Salah satu politisi dari partai Golkar menyebutkan agar jangan macam-macam dengan Raja Jawa. Pernyataannya ini kemudian jadi viral di media sosial. Pidato ini sendiri disampaikan oleh Bahlil Lahadalia ketika pelantikannya sebagai Ketua Umum Partai Golkar pada 21 Agustus 2024. Terkait hal tersebut, ada satu kisah Raja Jawa yang terkenal tiran, ia adalah Amangkurat I.
Secara istilah, penyebutan Raja Jawa sendiri berkaitan dengan gelar penguasa Jawa dari trah Mataram.

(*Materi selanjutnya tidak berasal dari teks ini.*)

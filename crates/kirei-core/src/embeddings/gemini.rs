//! Gemini embeddings over the Generative Language REST API

use anyhow::{Context, Result};
use async_trait::async_trait;
use serde::Deserialize;
use serde_json::{json, Value};
use tracing::debug;

use super::Embedder;
use crate::config::KireiConfig;

#[derive(Debug, Clone, Copy)]
enum TaskType {
    RetrievalQuery,
    RetrievalDocument,
}

impl TaskType {
    fn as_str(self) -> &'static str {
        match self {
            TaskType::RetrievalQuery => "RETRIEVAL_QUERY",
            TaskType::RetrievalDocument => "RETRIEVAL_DOCUMENT",
        }
    }
}

#[derive(Deserialize)]
struct EmbedContentResponse {
    embedding: EmbeddingValues,
}

#[derive(Deserialize)]
struct EmbeddingValues {
    values: Vec<f32>,
}

/// Embedding client for `models/{model}:embedContent`
pub struct GeminiEmbedder {
    http: reqwest::Client,
    api_key: Option<String>,
    model: String,
    base_url: String,
    dimension: usize,
}

impl GeminiEmbedder {
    pub fn new(api_key: Option<String>, model: impl Into<String>, dimension: usize) -> Self {
        Self {
            http: reqwest::Client::new(),
            api_key,
            model: model.into(),
            base_url: crate::constants::embeddings::DEFAULT_BASE_URL.to_string(),
            dimension,
        }
    }

    /// Build from configuration. A missing API key surfaces on first use.
    pub fn from_config(config: &KireiConfig) -> Self {
        Self::new(
            config.google_api_key.clone(),
            &config.embedding_model,
            config.collection.dimension,
        )
        .with_base_url(&config.embedding_base_url)
    }

    pub fn has_api_key(&self) -> bool {
        self.api_key.is_some()
    }

    pub fn with_base_url(mut self, base_url: impl Into<String>) -> Self {
        self.base_url = base_url.into().trim_end_matches('/').to_string();
        self
    }

    fn endpoint(&self) -> String {
        format!("{}/models/{}:embedContent", self.base_url, self.model)
    }

    fn request_body(&self, text: &str, task: TaskType) -> Value {
        json!({
            "model": format!("models/{}", self.model),
            "content": { "parts": [{ "text": text }] },
            "taskType": task.as_str(),
            "outputDimensionality": self.dimension,
        })
    }

    async fn embed(&self, text: &str, task: TaskType) -> Result<Vec<f32>> {
        let Some(api_key) = self.api_key.as_deref() else {
            anyhow::bail!("GOOGLE_API_KEY is not configured");
        };
        debug!(model = %self.model, task = task.as_str(), "Requesting embedding");

        let response = self
            .http
            .post(self.endpoint())
            .header("x-goog-api-key", api_key)
            .json(&self.request_body(text, task))
            .send()
            .await
            .context("Embedding request failed")?;

        let status = response.status();
        if !status.is_success() {
            let body = response.text().await.unwrap_or_default();
            anyhow::bail!("Embedding API error {}: {}", status, body);
        }

        let parsed: EmbedContentResponse = response
            .json()
            .await
            .context("Malformed embedding response")?;
        check_dimension(parsed.embedding.values, self.dimension)
    }
}

fn check_dimension(values: Vec<f32>, expected: usize) -> Result<Vec<f32>> {
    if values.len() != expected {
        anyhow::bail!(
            "Embedding has {} dimensions, expected {}",
            values.len(),
            expected
        );
    }
    Ok(values)
}

#[async_trait]
impl Embedder for GeminiEmbedder {
    fn model_name(&self) -> &str {
        &self.model
    }

    fn dimension(&self) -> usize {
        self.dimension
    }

    async fn embed_query(&self, text: &str) -> Result<Vec<f32>> {
        self.embed(text, TaskType::RetrievalQuery).await
    }

    async fn embed_document(&self, text: &str) -> Result<Vec<f32>> {
        self.embed(text, TaskType::RetrievalDocument).await
    }
}

#[cfg(test)]
mod tests {
    use super::*;

    #[test]
    fn test_request_body_shape() {
        let embedder = GeminiEmbedder::new(Some("key".into()), "gemini-embedding-001", 3072);
        let body = embedder.request_body("富士山", TaskType::RetrievalQuery);
        assert_eq!(body["model"], "models/gemini-embedding-001");
        assert_eq!(body["content"]["parts"][0]["text"], "富士山");
        assert_eq!(body["taskType"], "RETRIEVAL_QUERY");
        assert_eq!(body["outputDimensionality"], 3072);
    }

    #[test]
    fn test_endpoint_trims_trailing_slash() {
        let embedder =
            GeminiEmbedder::new(None, "gemini-embedding-001", 8).with_base_url("http://x/v1/");
        assert_eq!(
            embedder.endpoint(),
            "http://x/v1/models/gemini-embedding-001:embedContent"
        );
    }

    #[test]
    fn test_response_parsing_and_dimension_check() {
        let parsed: EmbedContentResponse =
            serde_json::from_value(json!({"embedding": {"values": [0.1, 0.2]}})).unwrap();
        assert_eq!(check_dimension(parsed.embedding.values, 2).unwrap().len(), 2);
        assert!(check_dimension(vec![0.1], 2).is_err());
    }

    #[test]
    fn test_from_config() {
        let config = KireiConfig {
            google_api_key: Some("k".into()),
            ..KireiConfig::default()
        };
        let embedder = GeminiEmbedder::from_config(&config);
        assert!(embedder.has_api_key());
        assert_eq!(embedder.dimension(), 3072);
        assert_eq!(embedder.model_name(), "gemini-embedding-001");
    }

    #[tokio::test]
    async fn test_missing_key_fails_without_request() {
        let embedder = GeminiEmbedder::from_config(&KireiConfig::default());
        let err = embedder.embed_query("hello").await.unwrap_err();
        assert!(err.to_string().contains("GOOGLE_API_KEY"));
    }
}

Garis keturunan Mataram tersebut mulai dari masa Mataram Kuno hingga pecah menjadi beberapa kerajaan.
Selain memiliki kisah-kisah heroik, sebenarnya terdapat kisah Raja Jawa yang tiran hingga membantai para tokoh agama di zamannya. Nama Raja Jawa tersebut adalah Amangkurat I.
Baca Juga: Tujuan Ekspedisi Pamalayu Singasari ke Kerajaan Melayu
Kisah Amangkurat I Berdasarkan Babad Tanah Jawa
Mengutip dari, “Babad Tanah Jawi” (2024), Amangkurat I atau yang bernama lengkap Sri Susuhunan Amangkurat Agung. Ia merupakan anak dari Sultan Agung Hanyokrokusumo. Ia merupakan Raja Mataram yang memerintah pada tahun 1646-1677.

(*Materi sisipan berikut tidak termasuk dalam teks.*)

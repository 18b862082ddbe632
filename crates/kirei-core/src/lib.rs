//! Kirei Core
//!
//! Retrieval and streaming pipeline behind the Kirei chat service:
//!
//! - [`knowledge`] - passage collections with idempotent setup and top-k similarity search
//! - [`embeddings`] - embedding collaborator (`Embedder`, Gemini client)
//! - [`retrieval`] - `Retriever` and the `search_knowledgebase` tool
//! - [`tools`] - explicit tool registry used by the agent loop
//! - [`agent`] - agent-loop collaborator emitting the raw execution trace
//! - [`stream`] - execution events, normalization, wire encoding, session coordination

pub mod agent;
pub mod config;
pub mod constants;
pub mod embeddings;
pub mod error;
pub mod knowledge;
pub mod paths;
pub mod retrieval;
pub mod storage;
pub mod stream;
pub mod tools;

pub use config::KireiConfig;
pub use error::Cancelled;
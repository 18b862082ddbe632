//! Process configuration
//!
//! Read once at startup from the environment (after loading `.env`), then
//! passed by reference to whatever constructs the process-scoped clients.

use std::path::PathBuf;

use crate::constants;
use crate::knowledge::CollectionSpec;
use crate::paths;

/// Runtime configuration for the service and its collaborators
#[derive(Debug, Clone)]
pub struct KireiConfig {
    /// Interface the HTTP server binds to
    pub host: String,
    /// Port the HTTP server listens on
    pub port: u16,
    /// SQLite file holding the passage collections
    pub db_path: PathBuf,
    /// Collection the retriever searches
    pub collection: CollectionSpec,
    /// Passages returned per retrieval
    pub top_k: usize,
    /// Google API key for the embedding service
    pub google_api_key: Option<String>,
    pub embedding_model: String,
    pub embedding_base_url: String,
    /// Anthropic API key for the agent loop
    pub anthropic_api_key: Option<String>,
    pub model: String,
    pub api_url: String,
    pub temperature: f32,
    pub max_tokens: usize,
}

impl Default for KireiConfig {
    fn default() -> Self {
        Self {
            host: constants::server::DEFAULT_HOST.to_string(),
            port: constants::server::DEFAULT_PORT,
            db_path: paths::knowledge_db_path(),
            collection: CollectionSpec::default(),
            top_k: constants::knowledge::TOP_K,
            google_api_key: None,
            embedding_model: constants::embeddings::DEFAULT_MODEL.to_string(),
            embedding_base_url: constants::embeddings::DEFAULT_BASE_URL.to_string(),
            anthropic_api_key: None,
            model: constants::ai::DEFAULT_MODEL.to_string(),
            api_url: constants::ai::DEFAULT_API_URL.to_string(),
            temperature: constants::ai::DEFAULT_TEMPERATURE,
            max_tokens: constants::ai::MAX_OUTPUT_TOKENS,
        }
    }
}

impl KireiConfig {
    /// Load `.env` (if present) and read configuration from the environment.
    pub fn from_env() -> anyhow::Result<Self> {
        if let Err(e) = dotenv::dotenv() {
            tracing::debug!("No .env file loaded: {}", e);
        }
        Self::from_lookup(|key| std::env::var(key).ok())
    }

    /// Build configuration from an arbitrary variable lookup.
    pub fn from_lookup<F>(lookup: F) -> anyhow::Result<Self>
    where
        F: Fn(&str) -> Option<String>,
    {
        let get = |key: &str| {
            lookup(key)
                .map(|v| strip_quotes(&v).to_string())
                .filter(|v| !v.is_empty())
        };

        let mut config = Self::default();

        if let Some(host) = get("KIREI_HOST") {
            config.host = host;
        }
        if let Some(port) = get("PORT") {
            config.port = port
                .parse()
                .map_err(|e| anyhow::anyhow!("Invalid PORT '{}': {}", port, e))?;
        }
        if let Some(path) = get("KIREI_DB_PATH") {
            config.db_path = PathBuf::from(path);
        }
        if let Some(name) = get("KIREI_COLLECTION") {
            config.collection.name = name;
        }
        if let Some(schema) = get("KIREI_SCHEMA") {
            config.collection.schema = schema;
        }
        config.google_api_key = get("GOOGLE_API_KEY");
        if let Some(model) = get("KIREI_EMBEDDING_MODEL") {
            config.embedding_model = model;
        }
        config.anthropic_api_key = get("ANTHROPIC_API_KEY");
        if let Some(model) = get("KIREI_MODEL") {
            config.model = model;
        }
        if let Some(url) = get("KIREI_API_URL") {
            config.api_url = url;
        }
        if let Some(temperature) = get("KIREI_TEMPERATURE") {
            config.temperature = temperature.parse().map_err(|e| {
                anyhow::anyhow!("Invalid KIREI_TEMPERATURE '{}': {}", temperature, e)
            })?;
        }
        if let Some(max_tokens) = get("KIREI_MAX_TOKENS") {
            config.max_tokens = max_tokens.parse().map_err(|e| {
                anyhow::anyhow!("Invalid KIREI_MAX_TOKENS '{}': {}", max_tokens, e)
            })?;
        }

        Ok(config)
    }
}

/// Strip one pair of surrounding single or double quotes (and outer whitespace).
///
/// `.env` files written by hand often quote values; the quotes are not part of
/// the key.
pub fn strip_quotes(value: &str) -> &str {
    let value = value.trim();
    let quoted = value.len() >= 2
        && ((value.starts_with('"') && value.ends_with('"'))
            || (value.starts_with('\'') && value.ends_with('\'')));
    if quoted {
        &value[1..value.len() - 1]
    } else {
        value
    }
}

Nama lain dari Amangkurat I ini adalah Sunan Getek. Ia mendapatkan nama tersebut ketika ia terluka saat penumpasan pemberontakan Mas Alit.
Amangkurat I memiliki nama kecil Raden Sayidin. Tumenggung Mataram yang berusia lanjut mengasuh Raden Sayidin sejak usia lima tahun. Raden Sayidin telah menganggap Tumenggung ini sebagai ayahnya.
Menurut orang-orang Belanda, sejak kecil memang Amangkurat I sebagai sosok yang mirip dengan ayahnya. Ia suka berkelahi dan memiliki sifat yang beringas.
Agaknya inilah yang membuat orang-orang Belanda mulai melihat bahwa Raden Sayidin atau Amangkurat I ini sangat mirip dengan ayahnya.
Amangkurat I ini pun diangkat sebagai Raja Mataram pada tahun 1646 ketika Sultan Agung wafat. Prosesi pengangkatannya pun cukup tertutup.
Bahkan, semua gerbang ditutup dan para penjaga keamanan disiapkan untuk berjaga. Tak hanya itu, para abdi dalem dan para pejabat istana yang mencurigakan pun ditahan.
Amangkurat I, Raja Jawa yang Tiran
Mengutip dari “Sejarah Indonesia Modern 1200–2008” (2008), sejak awal sebelum masa dinobatkan sebagai Raja Mataram, Amangkurat I sudah memiliki riwayat yang tidak baik.
Salah satunya adalah skandal yang melibatkan istri abdi dalem yaitu Tumenggung Wiraguna. Tak hanya itu, ia juga melakukan perencanaan hingga pembunuhan terhadap Wiraguna.
Baca Juga: Sejarah Kerajaan Haru, Sempat Berjaya pada Masanya
Amangkurat I juga membunuh keluarga hingga orang-orang yang terlibat dalam skandal pada tahun 1637.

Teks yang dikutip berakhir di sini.